MEJAYAN, Jawa Pos Radar Caruban – Kantong Pemkab Madiun tahun ini kian kempis. Pandemi Covid-19 memaksa pemerintah pusat menyunat sebagian dana untuk daerah. Belum lagi pemkab mesti melakukan refocusing. ‘’Seluruh organisasi perangkat daerah (OPD) harus menyesuaikan anggaran untuk penanganan pandemi Covid-19 serta pemulihan ekonomi,’’ kata Kepala Badan Pengelolaan Keuangan dan Aset Daerah (BPKAD) Kabupaten Madiun Suntoko, Rabu (12/5).

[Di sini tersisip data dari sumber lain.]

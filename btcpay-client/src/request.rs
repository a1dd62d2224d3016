//! Request construction: ordered query strings, token injection and frozen
//! canonical bytes.
//!
//! The server verifies a signature over the exact URL and body it receives,
//! so construction is deterministic and order-preserving:
//!
//! - **No payload**: the query is `token=<token>` (when a token is installed)
//!   followed by the caller's parameters in the order given.
//! - **Payload**: the token is merged into the JSON object body and the query
//!   carries only the caller's parameters.
//!
//! Once built, a [`PreparedRequest`] is immutable; its
//! [`canonical_bytes`](PreparedRequest::canonical_bytes) are exactly what is
//! signed and what goes on the wire.
//!
//! # Examples
//!
//! ```
//! use btcpay_client::request::{ApiRequest, QueryParams, RequestBuilder};
//!
//! # fn example() -> btcpay_client::error::Result<()> {
//! let builder = RequestBuilder::new("https://btcpay.example.com")?;
//! let request = ApiRequest::get("/rates")
//!     .with_params(QueryParams::new().with("q1", "v1").with("q2", "v2"));
//!
//! let prepared = builder.build(&request, Some("123"))?;
//! assert_eq!(prepared.query(), Some("token=123&q1=v1&q2=v2"));
//! # Ok(())
//! # }
//! ```

use reqwest::Method;
use serde::Serialize;
use serde_json::{Map, Value};
use tracing::debug;
use url::{Url, form_urlencoded};

use crate::error::{ClientError, Result};

/// Name of the query parameter and body field carrying the pairing token.
pub const TOKEN_FIELD: &str = "token";

/// Ordered query parameters.
///
/// Order is significant: the query string is part of the signed bytes, so
/// parameters are emitted exactly in insertion order, never sorted.
#[derive(Debug, Clone, Default, PartialEq, Eq)]
pub struct QueryParams(Vec<(String, String)>);

impl QueryParams {
    /// Creates an empty parameter list.
    #[must_use]
    pub const fn new() -> Self {
        Self(Vec::new())
    }

    /// Appends a parameter.
    pub fn push(&mut self, key: impl Into<String>, value: impl Into<String>) -> &mut Self {
        self.0.push((key.into(), value.into()));
        self
    }

    /// Appends a parameter, builder style.
    #[must_use]
    pub fn with(mut self, key: impl Into<String>, value: impl Into<String>) -> Self {
        self.push(key, value);
        self
    }

    /// Returns `true` if there are no parameters.
    #[must_use]
    pub fn is_empty(&self) -> bool {
        self.0.is_empty()
    }

    /// Returns the number of parameters.
    #[must_use]
    pub fn len(&self) -> usize {
        self.0.len()
    }

    /// Iterates over `(key, value)` pairs in insertion order.
    pub fn iter(&self) -> impl Iterator<Item = (&str, &str)> {
        self.0.iter().map(|(k, v)| (k.as_str(), v.as_str()))
    }
}

impl<K: Into<String>, V: Into<String>> FromIterator<(K, V)> for QueryParams {
    fn from_iter<I: IntoIterator<Item = (K, V)>>(iter: I) -> Self {
        Self(iter.into_iter().map(|(k, v)| (k.into(), v.into())).collect())
    }
}

/// A JSON object request body.
///
/// Bodies are always JSON objects so that the pairing token can be merged in
/// as a sibling `token` field.
#[derive(Debug, Clone, Default, PartialEq)]
pub struct Payload(Map<String, Value>);

impl Payload {
    /// Serializes `value` into a payload.
    ///
    /// # Errors
    ///
    /// Returns [`ClientError::RequestEncoding`] if serialization fails or the
    /// value is not a JSON object.
    pub fn from_serializable<T: Serialize + ?Sized>(value: &T) -> Result<Self> {
        match serde_json::to_value(value) {
            Ok(Value::Object(map)) => Ok(Self(map)),
            Ok(other) => Err(ClientError::RequestEncoding(format!(
                "payload must serialize to a JSON object, got {}",
                json_kind(&other)
            ))),
            Err(e) => Err(ClientError::RequestEncoding(e.to_string())),
        }
    }

    /// Adds the `token` field unless the payload already defines one.
    #[must_use]
    pub fn with_token(mut self, token: &str) -> Self {
        self.0.entry(TOKEN_FIELD).or_insert_with(|| Value::String(token.to_owned()));
        self
    }

    /// Returns the underlying JSON object.
    #[must_use]
    pub const fn as_map(&self) -> &Map<String, Value> {
        &self.0
    }

    /// Serializes the payload to the exact bytes sent on the wire.
    ///
    /// # Errors
    ///
    /// Returns [`ClientError::RequestEncoding`] if serialization fails.
    pub fn to_bytes(&self) -> Result<Vec<u8>> {
        serde_json::to_vec(&self.0).map_err(|e| ClientError::RequestEncoding(e.to_string()))
    }
}

impl From<Map<String, Value>> for Payload {
    fn from(map: Map<String, Value>) -> Self {
        Self(map)
    }
}

const fn json_kind(value: &Value) -> &'static str {
    match value {
        Value::Null => "null",
        Value::Bool(_) => "a boolean",
        Value::Number(_) => "a number",
        Value::String(_) => "a string",
        Value::Array(_) => "an array",
        Value::Object(_) => "an object",
    }
}

/// A request against the BTCPay API, before token state is applied.
#[derive(Debug, Clone)]
pub struct ApiRequest {
    /// HTTP method.
    pub method: Method,
    /// Endpoint path relative to the base URL, starting with `/`.
    pub endpoint: String,
    /// Caller-supplied query parameters, in order.
    pub params: QueryParams,
    /// Optional JSON body.
    pub payload: Option<Payload>,
    /// Whether the request carries `X-Identity` / `X-Signature`.
    pub signed: bool,
}

impl ApiRequest {
    /// Creates an unsigned request with no parameters and no body.
    #[must_use]
    pub fn new(method: Method, endpoint: impl Into<String>) -> Self {
        Self {
            method,
            endpoint: endpoint.into(),
            params: QueryParams::new(),
            payload: None,
            signed: false,
        }
    }

    /// Creates a `GET` request.
    #[must_use]
    pub fn get(endpoint: impl Into<String>) -> Self {
        Self::new(Method::GET, endpoint)
    }

    /// Creates a `POST` request with a JSON body.
    #[must_use]
    pub fn post(endpoint: impl Into<String>, payload: Payload) -> Self {
        Self { payload: Some(payload), ..Self::new(Method::POST, endpoint) }
    }

    /// Sets the query parameters.
    #[must_use]
    pub fn with_params(mut self, params: QueryParams) -> Self {
        self.params = params;
        self
    }

    /// Sets the JSON body.
    #[must_use]
    pub fn with_payload(mut self, payload: Payload) -> Self {
        self.payload = Some(payload);
        self
    }

    /// Marks the request as requiring a signature.
    #[must_use]
    pub const fn signed(mut self) -> Self {
        self.signed = true;
        self
    }
}

/// A fully resolved request: URL and body bytes are frozen.
#[derive(Debug, Clone, PartialEq, Eq)]
pub struct PreparedRequest {
    /// HTTP method.
    pub method: Method,
    /// Resolved URL including the query string.
    pub url: Url,
    /// Serialized body, if any.
    pub body: Option<Vec<u8>>,
}

impl PreparedRequest {
    /// Returns the query string without the leading `?`.
    #[must_use]
    pub fn query(&self) -> Option<&str> {
        self.url.query()
    }

    /// Returns the bytes covered by the request signature: the URL string
    /// immediately followed by the body (nothing when there is no body).
    #[must_use]
    pub fn canonical_bytes(&self) -> Vec<u8> {
        let url = self.url.as_str().as_bytes();
        let body = self.body.as_deref().unwrap_or_default();

        let mut canonical = Vec::with_capacity(url.len() + body.len());
        canonical.extend_from_slice(url);
        canonical.extend_from_slice(body);
        canonical
    }
}

/// Resolves [`ApiRequest`]s against a base URL.
#[derive(Debug, Clone)]
pub struct RequestBuilder {
    base_url: Url,
}

impl RequestBuilder {
    /// Creates a builder for the given base URL.
    ///
    /// The base may include a path prefix (`https://host/api`); endpoint paths
    /// are appended to it.
    ///
    /// # Errors
    ///
    /// Returns [`ClientError::InvalidUrl`] if the URL does not parse, is not
    /// `http` or `https`, has no host, or carries a query or fragment.
    pub fn new(base_url: &str) -> Result<Self> {
        let url = Url::parse(base_url)
            .map_err(|e| ClientError::InvalidUrl(format!("invalid host {base_url:?}: {e}")))?;

        validate_base_url(&url)?;

        Ok(Self { base_url: url })
    }

    /// Returns the base URL.
    #[must_use]
    pub const fn base_url(&self) -> &Url {
        &self.base_url
    }

    /// Builds the query string and body for `request` under the given token.
    ///
    /// # Errors
    ///
    /// Returns [`ClientError::InvalidInput`] for an unusable endpoint path and
    /// [`ClientError::RequestEncoding`] if the body cannot be serialized.
    pub fn build(&self, request: &ApiRequest, token: Option<&str>) -> Result<PreparedRequest> {
        let path = sanitize_path(&request.endpoint)?;
        let token = token.filter(|t| !t.is_empty());

        let mut query = form_urlencoded::Serializer::new(String::new());
        let body = match &request.payload {
            Some(payload) => {
                let payload = match token {
                    Some(token) => payload.clone().with_token(token),
                    None => payload.clone(),
                };
                Some(payload.to_bytes()?)
            }
            None => {
                if let Some(token) = token {
                    query.append_pair(TOKEN_FIELD, token);
                }
                None
            }
        };
        for (key, value) in request.params.iter() {
            query.append_pair(key, value);
        }
        let query = query.finish();

        let raw = format!("{}{path}", self.base_url.as_str().trim_end_matches('/'));
        let mut url = Url::parse(&raw)
            .map_err(|e| ClientError::InvalidUrl(format!("cannot resolve {raw:?}: {e}")))?;
        url.set_query((!query.is_empty()).then_some(query.as_str()));

        debug!(
            method = %request.method,
            path = url.path(),
            has_token = token.is_some(),
            body_len = body.as_ref().map_or(0, Vec::len),
            "request prepared"
        );

        Ok(PreparedRequest { method: request.method.clone(), url, body })
    }
}

fn validate_base_url(url: &Url) -> Result<()> {
    if !matches!(url.scheme(), "http" | "https") {
        return Err(ClientError::InvalidUrl(format!(
            "unsupported scheme {:?}, expected http or https",
            url.scheme()
        )));
    }
    if url.host_str().is_none_or(str::is_empty) {
        return Err(ClientError::InvalidUrl(format!("URL missing host: {url}")));
    }
    if url.query().is_some() || url.fragment().is_some() {
        return Err(ClientError::InvalidUrl(
            "base URL must not carry a query or fragment".to_owned(),
        ));
    }
    Ok(())
}

/// Rejects endpoint paths that would change the resolved URL in surprising
/// ways. Query parameters belong in [`QueryParams`], not in the path.
fn sanitize_path(path: &str) -> Result<&str> {
    if !path.starts_with('/') {
        return Err(ClientError::InvalidInput(format!("endpoint must start with '/': {path:?}")));
    }
    if path.contains("..") || path.contains("//") {
        return Err(ClientError::InvalidInput(
            "invalid endpoint: traversal sequences not allowed".to_owned(),
        ));
    }
    if path.contains(['?', '#']) || path.chars().any(char::is_control) {
        return Err(ClientError::InvalidInput(format!(
            "invalid endpoint {path:?}: query, fragment and control characters not allowed"
        )));
    }
    Ok(path)
}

Dana alokasi umum (DAU) dan dana insentif daerah (DID) merupakan dua sumber anggaran dari pemerintah pusat. Pemotongan pusat dan refocusing pun menyasar dua sumber anggaran tersebut tahun ini. ‘’Alokasi awal DAU Rp 834 miliar. Kemudian dipotong pusat hingga menjadi Rp 807,3 atau sekitar Rp 26,7 miliar,’’ ungkap Suntoko.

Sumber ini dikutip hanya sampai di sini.